For the palmityl chains in the last 2 ns of the deprotonated run, there is an overall lowering of the order parameters along the bulk of the chain as compared with the first 2 ns. Although the values calculated between 2 and 4 ns for this chain cannot be considered significantly lower than those of the first 2 ns, they are roughly intermediate between those from the beginning and end of the simulations and thus seem to indicate an overall trend as the peptide exerts its influences on the lipid chains. In contrast to the results for the protonated simulation, the order parameters near the headgroup rather than terminal region of the oleoyl chains are most affected by sandostatin in the deprotonated run. As with the values calculated using all lipids (see above) the order parameters for all atoms in the nearby lipids are too high at the beginning of the simulations. Once again, this is likely due to the small area per lipid in our simulations. However, if we restrict our attention to relative changes in lipid order as a result of peptide binding, it is clear that the peptide is having a disordering effect.
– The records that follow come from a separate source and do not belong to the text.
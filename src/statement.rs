//! Statement objects handed out by `prepare` and `query`.
//!
//! The heavy lifting (describe, fetch, row conversion) belongs to the
//! native statement layer. This type carries what that layer needs from
//! the adapter core: the parsed native handle, the generated placeholder
//! order, the effective options, and the autocommit state in force at
//! execution time.
//!
//! A statement holds a mutable borrow of its connection, so at most one
//! statement drives a connection at a time. The borrow ends when the
//! statement is dropped or closed.

use std::fmt;

use crate::connection::{Connection, Options};
use crate::error::{Error, Result};
use crate::native::{NativeConnection, NativeDriver, NativeStatement, Value};

/// A prepared statement bound to a [`Connection`].
pub struct Statement<'conn, D: NativeDriver> {
    /// Owning connection, borrowed for the statement's lifetime.
    conn: &'conn mut Connection<D>,
    /// Parsed native statement handle.
    stmt: <D::Conn as NativeConnection>::Stmt,
    /// Generated placeholder names, in positional order.
    names: Vec<String>,
    /// Effective options this statement was prepared with.
    options: Options,
}

impl<'conn, D: NativeDriver> fmt::Debug for Statement<'conn, D> {
    fn fmt(&self, f: &mut fmt::Formatter<'_>) -> fmt::Result {
        f.debug_struct("Statement")
            .field("names", &self.names)
            .field("options", &self.options)
            .finish_non_exhaustive()
    }
}

impl<'conn, D: NativeDriver> Statement<'conn, D> {
    /// Called by `Connection::prepare`.
    pub(crate) fn new(
        conn: &'conn mut Connection<D>,
        stmt: <D::Conn as NativeConnection>::Stmt,
        names: Vec<String>,
        options: Options,
    ) -> Self {
        Self {
            conn,
            stmt,
            names,
            options,
        }
    }

    /// Generated placeholder names (no leading colon), in positional order.
    pub fn param_names(&self) -> &[String] {
        &self.names
    }

    /// Number of positional placeholders in the statement.
    pub fn param_count(&self) -> usize {
        self.names.len()
    }

    /// Effective options this statement was prepared with.
    pub fn options(&self) -> &Options {
        &self.options
    }

    /// Bind a value to a positional placeholder.
    ///
    /// `index` is 1-based and addresses placeholders in their original
    /// occurrence order; the generated name is resolved internally.
    pub fn bind_value(&mut self, index: usize, value: Value) -> Result<()> {
        if index == 0 || index > self.names.len() {
            return Err(Error::Bind {
                index,
                count: self.names.len(),
            });
        }
        let name = self.names[index - 1].clone();
        self.bind_by_name(&name, value)
    }

    /// Bind a value to a named placeholder. A leading colon is accepted
    /// and stripped.
    pub fn bind_by_name(&mut self, name: &str, value: Value) -> Result<()> {
        let name = name.strip_prefix(':').unwrap_or(name);
        self.stmt.bind_by_name(name, value).map_err(Error::native)
    }

    /// Execute the statement and report the affected-row count.
    ///
    /// While the owning connection is inside an emulated transaction the
    /// native per-call commit is suppressed; the work stays pending until
    /// the connection commits or rolls back.
    pub fn execute(&mut self) -> Result<u64> {
        let commit_on_success = self.conn.autocommit();
        self.stmt
            .execute(commit_on_success)
            .map_err(Error::native)?;
        Ok(self.stmt.row_count())
    }

    /// Rows affected by the last execution.
    pub fn row_count(&self) -> u64 {
        self.stmt.row_count()
    }

    /// Release the statement through the native free primitive and end the
    /// borrow of the connection.
    ///
    /// Dropping the statement instead releases the handle through its own
    /// destructor; `close` is for native layers that distinguish the two.
    pub fn close(self) {
        let Statement { conn, stmt, .. } = self;
        conn.native_mut().free_statement(stmt);
    }
}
Interfacial water ordering

Fig. 12 shows the ordering of water molecules along the z axis for the BW, protonated, and deprotonated simulations. The water orientation profiles in the plots differs from those of other simulation analyses in that the orientation of the water molecules with respect to normals pointing out from each bilayer leaflet (as opposed to the z axis of the simulation box) is shown. This merely represents a different frame of reference for the ordering of the water molecules and does not influence the conclusions. Although the use of short electrostatic cutoffs has been shown to induce excessive ordering of water at interfaces (Feller et al., 1996), we do not observe such an effect, and our cutoff value of 1.7 nm seems sufficient to produce good agreement with data obtained in other simulation studies (Zhou and Schulten, 1995; Marrink et al., 1993). As with the order parameters, we are concerned here only with relative changes in the water ordering caused by the binding of the peptide. The characteristic features of the plot include a large positive peak near the top of the carbon chains and a negative peak of approximately the same magnitude further out among the headgroups, representing parallel and antiparallel alignments of the water molecules with the bilayer normal, respectively. Despite the presence of the peptide, the profile remains largely undisturbed during the first 2 ns of the protonated simulation. However, the positive peaks decrease significantly following peptide adsorption, indicating a loss or water ordering near the interface. In the deprotonated simulation, the height and width of these peaks increase again and are only slightly smaller than that of the BW simulation and the first 2 ns of the protonated simulation.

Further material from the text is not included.